▶ The records:
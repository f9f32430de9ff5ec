pub mod extract;
pub mod ingest;
pub mod run;
pub mod sections;
pub mod slice;
pub mod status;
use std::fs;
use std::path::Path;

use anyhow::{Context, Result, bail};
use tracing::{info, warn};

use crate::cli::{ExtractArgs, WorkPaths};
use crate::model::{ChapterInfo, compute_chapters};
use crate::pdf;
use crate::text::slugify;
use crate::util::ensure_directory;

pub fn run(args: ExtractArgs) -> Result<()> {
    let paths = WorkPaths::for_work_dir(&args.work_dir);
    let chapters_dir = args.chapters_dir.unwrap_or(paths.chapters_dir);

    let outcome = extract(&args.pdf, &chapters_dir, args.all_outline_levels)?;
    info!(
        total_pages = outcome.total_pages,
        chapters = outcome.chapters.len(),
        written = outcome.written,
        "extract completed"
    );
    Ok(())
}

pub(crate) struct ExtractOutcome {
    pub total_pages: usize,
    pub chapters: Vec<ChapterInfo>,
    pub written: usize,
    pub warnings: Vec<String>,
}

/// Reads the outline, computes chapter page ranges, and dumps one
/// `<index>_<slug>.txt` per chapter. A chapter whose pages cannot be
/// extracted is skipped with a warning; the command fails only when nothing
/// at all could be written.
pub(crate) fn extract(
    pdf_path: &Path,
    chapters_dir: &Path,
    all_outline_levels: bool,
) -> Result<ExtractOutcome> {
    let document = pdf::open_document(pdf_path)?;
    let total_pages = pdf::page_count(&document);

    let outline = pdf::read_outline(&document, !all_outline_levels);
    if outline.is_empty() {
        bail!("no outline found in {}", pdf_path.display());
    }

    let chapters = compute_chapters(&outline, total_pages);
    for chapter in &chapters {
        info!(
            title = %chapter.title,
            page_start = chapter.page_start,
            page_end = chapter.page_end,
            page_count = chapter.page_count,
            "outline chapter"
        );
    }

    ensure_directory(chapters_dir)?;

    let mut written = 0usize;
    let mut warnings = Vec::new();
    for (position, chapter) in chapters.iter().enumerate() {
        let file_name = format!("{:02}_{}.txt", position + 1, slugify(&chapter.title));
        let out_path = chapters_dir.join(&file_name);

        let result = pdf::chapter_page_text(pdf_path, chapter).and_then(|body| {
            fs::write(&out_path, &body)
                .with_context(|| format!("failed to write {}", out_path.display()))
        });

        match result {
            Ok(()) => {
                info!(path = %out_path.display(), "saved chapter text");
                written += 1;
            }
            Err(error) => {
                warn!(chapter = %chapter.title, error = %format!("{error:#}"), "skipping chapter");
                warnings.push(format!("chapter '{}' skipped: {error:#}", chapter.title));
            }
        }
    }

    if written == 0 {
        bail!("no chapter text could be extracted from {}", pdf_path.display());
    }

    Ok(ExtractOutcome {
        total_pages,
        chapters,
        written,
        warnings,
    })
}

▶ Directions: All that is needed is the line containing "chapter text could" and each line after it to the end of the data above, set down exactly.

▶ Output for this task:
        bail!("no chapter text could be extracted from {}", pdf_path.display());
    }

    Ok(ExtractOutcome {
        total_pages,
        chapters,
        written,
        warnings,
    })
}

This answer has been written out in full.